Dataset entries
——————————

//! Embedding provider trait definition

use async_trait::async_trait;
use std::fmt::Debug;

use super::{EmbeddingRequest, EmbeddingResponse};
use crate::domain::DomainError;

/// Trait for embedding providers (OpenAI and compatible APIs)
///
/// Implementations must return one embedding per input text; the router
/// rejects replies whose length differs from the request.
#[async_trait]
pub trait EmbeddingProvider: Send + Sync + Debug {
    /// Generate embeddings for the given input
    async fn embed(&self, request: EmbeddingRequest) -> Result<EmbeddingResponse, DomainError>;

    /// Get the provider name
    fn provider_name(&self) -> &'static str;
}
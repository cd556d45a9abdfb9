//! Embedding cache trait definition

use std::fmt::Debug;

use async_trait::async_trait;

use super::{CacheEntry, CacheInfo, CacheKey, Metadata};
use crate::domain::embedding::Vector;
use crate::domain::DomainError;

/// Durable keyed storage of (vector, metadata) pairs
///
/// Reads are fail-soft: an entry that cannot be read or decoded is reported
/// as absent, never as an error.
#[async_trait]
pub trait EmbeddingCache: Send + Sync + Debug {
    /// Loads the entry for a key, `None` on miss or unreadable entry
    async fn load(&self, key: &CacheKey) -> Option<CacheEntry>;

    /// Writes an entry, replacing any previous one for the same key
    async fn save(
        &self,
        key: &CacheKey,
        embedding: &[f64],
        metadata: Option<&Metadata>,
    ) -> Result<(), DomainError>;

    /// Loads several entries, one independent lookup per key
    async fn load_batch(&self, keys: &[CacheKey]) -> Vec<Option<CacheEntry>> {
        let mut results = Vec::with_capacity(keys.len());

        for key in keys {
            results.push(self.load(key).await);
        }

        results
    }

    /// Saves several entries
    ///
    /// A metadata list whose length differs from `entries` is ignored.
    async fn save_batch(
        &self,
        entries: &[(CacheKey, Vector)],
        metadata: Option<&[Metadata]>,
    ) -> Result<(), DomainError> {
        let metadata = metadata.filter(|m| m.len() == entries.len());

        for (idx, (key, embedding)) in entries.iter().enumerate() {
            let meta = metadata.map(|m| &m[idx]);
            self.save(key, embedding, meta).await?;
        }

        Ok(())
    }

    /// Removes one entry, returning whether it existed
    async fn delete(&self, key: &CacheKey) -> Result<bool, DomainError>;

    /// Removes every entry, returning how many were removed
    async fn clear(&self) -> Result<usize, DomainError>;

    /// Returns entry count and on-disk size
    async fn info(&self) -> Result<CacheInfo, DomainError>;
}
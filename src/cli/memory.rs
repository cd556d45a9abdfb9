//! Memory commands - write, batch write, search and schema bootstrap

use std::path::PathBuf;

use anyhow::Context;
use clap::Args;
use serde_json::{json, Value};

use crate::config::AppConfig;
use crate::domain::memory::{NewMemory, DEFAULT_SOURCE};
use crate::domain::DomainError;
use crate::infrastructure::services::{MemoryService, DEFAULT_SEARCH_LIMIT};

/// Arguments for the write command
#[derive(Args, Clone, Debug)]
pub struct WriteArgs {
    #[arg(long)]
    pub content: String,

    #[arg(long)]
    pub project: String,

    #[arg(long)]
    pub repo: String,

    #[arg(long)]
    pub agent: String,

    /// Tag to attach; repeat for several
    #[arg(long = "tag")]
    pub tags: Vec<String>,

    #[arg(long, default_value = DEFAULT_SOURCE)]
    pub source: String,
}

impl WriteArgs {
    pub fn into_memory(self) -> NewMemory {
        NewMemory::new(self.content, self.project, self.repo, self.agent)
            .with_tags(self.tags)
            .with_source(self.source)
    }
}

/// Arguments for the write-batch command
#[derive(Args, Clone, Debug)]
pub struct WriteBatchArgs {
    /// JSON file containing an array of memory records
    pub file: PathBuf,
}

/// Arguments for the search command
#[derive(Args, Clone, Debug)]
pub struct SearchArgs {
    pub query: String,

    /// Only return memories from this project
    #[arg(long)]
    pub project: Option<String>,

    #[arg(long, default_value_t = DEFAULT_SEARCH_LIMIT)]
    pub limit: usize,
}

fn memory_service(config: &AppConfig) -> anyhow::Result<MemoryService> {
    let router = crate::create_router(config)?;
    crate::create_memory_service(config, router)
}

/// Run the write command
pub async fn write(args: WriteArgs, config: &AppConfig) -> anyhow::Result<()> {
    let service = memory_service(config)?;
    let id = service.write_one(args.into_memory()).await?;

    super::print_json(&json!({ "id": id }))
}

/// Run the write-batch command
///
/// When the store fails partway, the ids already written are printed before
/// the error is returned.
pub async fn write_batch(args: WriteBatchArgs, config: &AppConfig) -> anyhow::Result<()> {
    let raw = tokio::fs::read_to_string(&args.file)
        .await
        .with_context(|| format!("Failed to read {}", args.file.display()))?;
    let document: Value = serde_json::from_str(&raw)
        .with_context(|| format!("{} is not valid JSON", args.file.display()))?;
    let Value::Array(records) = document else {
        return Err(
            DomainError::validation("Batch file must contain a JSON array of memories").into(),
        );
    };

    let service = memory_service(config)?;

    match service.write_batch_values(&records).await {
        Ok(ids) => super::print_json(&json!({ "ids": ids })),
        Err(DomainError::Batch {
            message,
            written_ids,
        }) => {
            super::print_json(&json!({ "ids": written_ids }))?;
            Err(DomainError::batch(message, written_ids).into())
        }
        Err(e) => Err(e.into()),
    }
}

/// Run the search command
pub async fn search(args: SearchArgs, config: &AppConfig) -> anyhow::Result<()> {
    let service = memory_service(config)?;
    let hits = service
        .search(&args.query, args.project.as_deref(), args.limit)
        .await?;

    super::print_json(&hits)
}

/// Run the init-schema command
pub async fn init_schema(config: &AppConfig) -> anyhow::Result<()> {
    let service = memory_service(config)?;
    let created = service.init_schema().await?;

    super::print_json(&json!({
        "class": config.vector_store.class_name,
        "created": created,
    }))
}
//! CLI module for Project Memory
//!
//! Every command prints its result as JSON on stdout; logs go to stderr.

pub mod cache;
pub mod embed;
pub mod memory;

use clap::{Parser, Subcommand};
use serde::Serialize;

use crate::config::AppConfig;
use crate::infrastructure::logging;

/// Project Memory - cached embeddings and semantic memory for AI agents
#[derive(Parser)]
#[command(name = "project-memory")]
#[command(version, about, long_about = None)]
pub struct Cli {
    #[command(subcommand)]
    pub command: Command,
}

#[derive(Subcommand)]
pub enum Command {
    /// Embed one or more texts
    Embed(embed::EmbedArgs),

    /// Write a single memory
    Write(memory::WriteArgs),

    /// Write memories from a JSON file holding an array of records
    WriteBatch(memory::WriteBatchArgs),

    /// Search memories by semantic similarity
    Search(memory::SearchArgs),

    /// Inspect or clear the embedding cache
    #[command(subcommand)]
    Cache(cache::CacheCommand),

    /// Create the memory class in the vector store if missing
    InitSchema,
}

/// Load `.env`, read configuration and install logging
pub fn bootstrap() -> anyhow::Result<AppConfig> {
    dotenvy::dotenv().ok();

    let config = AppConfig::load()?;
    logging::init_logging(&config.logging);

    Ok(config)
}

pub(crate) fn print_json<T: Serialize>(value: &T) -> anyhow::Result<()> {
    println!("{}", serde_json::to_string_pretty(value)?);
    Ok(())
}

——————————

Your assignment
Set down the data once more, exactly as shown above.

Answer box
//! Embedding provider trait definition

use async_trait::async_trait;
use std::fmt::Debug;

use super::{EmbeddingRequest, EmbeddingResponse};
use crate::domain::DomainError;

/// Trait for embedding providers (OpenAI and compatible APIs)
///
/// Implementations must return one embedding per input text; the router
/// rejects replies whose length differs from the request.
#[async_trait]
pub trait EmbeddingProvider: Send + Sync + Debug {
    /// Generate embeddings for the given input
    async fn embed(&self, request: EmbeddingRequest) -> Result<EmbeddingResponse, DomainError>;

    /// Get the provider name
    fn provider_name(&self) -> &'static str;
}
repository cd556d45a9abdfb9
//! Embedding cache trait definition

use std::fmt::Debug;

use async_trait::async_trait;

use super::{CacheEntry, CacheInfo, CacheKey, Metadata};
use crate::domain::embedding::Vector;
use crate::domain::DomainError;

/// Durable keyed storage of (vector, metadata) pairs
///
/// Reads are fail-soft: an entry that cannot be read or decoded is reported
/// as absent, never as an error.
#[async_trait]
pub trait EmbeddingCache: Send + Sync + Debug {
    /// Loads the entry for a key, `None` on miss or unreadable entry
    async fn load(&self, key: &CacheKey) -> Option<CacheEntry>;

    /// Writes an entry, replacing any previous one for the same key
    async fn save(
        &self,
        key: &CacheKey,
        embedding: &[f64],
        metadata: Option<&Metadata>,
    ) -> Result<(), DomainError>;

    /// Loads several entries, one independent lookup per key
    async fn load_batch(&self, keys: &[CacheKey]) -> Vec<Option<CacheEntry>> {
        let mut results = Vec::with_capacity(keys.len());

        for key in keys {
            results.push(self.load(key).await);
        }

        results
    }

    /// Saves several entries
    ///
    /// A metadata list whose length differs from `entries` is ignored.
    async fn save_batch(
        &self,
        entries: &[(CacheKey, Vector)],
        metadata: Option<&[Metadata]>,
    ) -> Result<(), DomainError> {
        let metadata = metadata.filter(|m| m.len() == entries.len());

        for (idx, (key, embedding)) in entries.iter().enumerate() {
            let meta = metadata.map(|m| &m[idx]);
            self.save(key, embedding, meta).await?;
        }

        Ok(())
    }

    /// Removes one entry, returning whether it existed
    async fn delete(&self, key: &CacheKey) -> Result<bool, DomainError>;

    /// Removes every entry, returning how many were removed
    async fn clear(&self) -> Result<usize, DomainError>;

    /// Returns entry count and on-disk size
    async fn info(&self) -> Result<CacheInfo, DomainError>;
}
filename src/cli/memory.rs
repository cd556d45a9abdfb9
//! Memory commands - write, batch write, search and schema bootstrap

use std::path::PathBuf;

use anyhow::Context;
use clap::Args;
use serde_json::{json, Value};

use crate::config::AppConfig;
use crate::domain::memory::{NewMemory, DEFAULT_SOURCE};
use crate::domain::DomainError;
use crate::infrastructure::services::{MemoryService, DEFAULT_SEARCH_LIMIT};

/// Arguments for the write command
#[derive(Args, Clone, Debug)]
pub struct WriteArgs {
    #[arg(long)]
    pub content: String,

    #[arg(long)]
    pub project: String,

    #[arg(long)]
    pub repo: String,

    #[arg(long)]
    pub agent: String,

    /// Tag to attach; repeat for several
    #[arg(long = "tag")]
    pub tags: Vec<String>,

    #[arg(long, default_value = DEFAULT_SOURCE)]
    pub source: String,
}

impl WriteArgs {
    pub fn into_memory(self) -> NewMemory {
        NewMemory::new(self.content, self.project, self.repo, self.agent)
            .with_tags(self.tags)
            .with_source(self.source)
    }
}

/// Arguments for the write-batch command
#[derive(Args, Clone, Debug)]
pub struct WriteBatchArgs {
    /// JSON file containing an array of memory records
    pub file: PathBuf,
}

/// Arguments for the search command
#[derive(Args, Clone, Debug)]
pub struct SearchArgs {
    pub query: String,

    /// Only return memories from this project
    #[arg(long)]
    pub project: Option<String>,

    #[arg(long, default_value_t = DEFAULT_SEARCH_LIMIT)]
    pub limit: usize,
}

fn memory_service(config: &AppConfig) -> anyhow::Result<MemoryService> {
    let router = crate::create_router(config)?;
    crate::create_memory_service(config, router)
}

/// Run the write command
pub async fn write(args: WriteArgs, config: &AppConfig) -> anyhow::Result<()> {
    let service = memory_service(config)?;
    let id = service.write_one(args.into_memory()).await?;

    super::print_json(&json!({ "id": id }))
}

/// Run the write-batch command
///
/// When the store fails partway, the ids already written are printed before
/// the error is returned.
pub async fn write_batch(args: WriteBatchArgs, config: &AppConfig) -> anyhow::Result<()> {
    let raw = tokio::fs::read_to_string(&args.file)
        .await
        .with_context(|| format!("Failed to read {}", args.file.display()))?;
    let document: Value = serde_json::from_str(&raw)
        .with_context(|| format!("{} is not valid JSON", args.file.display()))?;
    let Value::Array(records) = document else {
        return Err(
            DomainError::validation("Batch file must contain a JSON array of memories").into(),
        );
    };

    let service = memory_service(config)?;

    match service.write_batch_values(&records).await {
        Ok(ids) => super::print_json(&json!({ "ids": ids })),
        Err(DomainError::Batch {
            message,
            written_ids,
        }) => {
            super::print_json(&json!({ "ids": written_ids }))?;
            Err(DomainError::batch(message, written_ids).into())
        }
        Err(e) => Err(e.into()),
    }
}

/// Run the search command
pub async fn search(args: SearchArgs, config: &AppConfig) -> anyhow::Result<()> {
    let service = memory_service(config)?;
    let hits = service
        .search(&args.query, args.project.as_deref(), args.limit)
        .await?;

    super::print_json(&hits)
}

/// Run the init-schema command
pub async fn init_schema(config: &AppConfig) -> anyhow::Result<()> {
    let service = memory_service(config)?;
    let created = service.init_schema().await?;

    super::print_json(&json!({
        "class": config.vector_store.class_name,
        "created": created,
    }))
}
//! CLI module for Project Memory
//!
//! Every command prints its result as JSON on stdout; logs go to stderr.

pub mod cache;
pub mod embed;
pub mod memory;

use clap::{Parser, Subcommand};
use serde::Serialize;

use crate::config::AppConfig;
use crate::infrastructure::logging;

/// Project Memory - cached embeddings and semantic memory for AI agents
#[derive(Parser)]
#[command(name = "project-memory")]
#[command(version, about, long_about = None)]
pub struct Cli {
    #[command(subcommand)]
    pub command: Command,
}

#[derive(Subcommand)]
pub enum Command {
    /// Embed one or more texts
    Embed(embed::EmbedArgs),

    /// Write a single memory
    Write(memory::WriteArgs),

    /// Write memories from a JSON file holding an array of records
    WriteBatch(memory::WriteBatchArgs),

    /// Search memories by semantic similarity
    Search(memory::SearchArgs),

    /// Inspect or clear the embedding cache
    #[command(subcommand)]
    Cache(cache::CacheCommand),

    /// Create the memory class in the vector store if missing
    InitSchema,
}

/// Load `.env`, read configuration and install logging
pub fn bootstrap() -> anyhow::Result<AppConfig> {
    dotenvy::dotenv().ok();

    let config = AppConfig::load()?;
    logging::init_logging(&config.logging);

    Ok(config)
}

pub(crate) fn print_json<T: Serialize>(value: &T) -> anyhow::Result<()> {
    println!("{}", serde_json::to_string_pretty(value)?);
    Ok(())
}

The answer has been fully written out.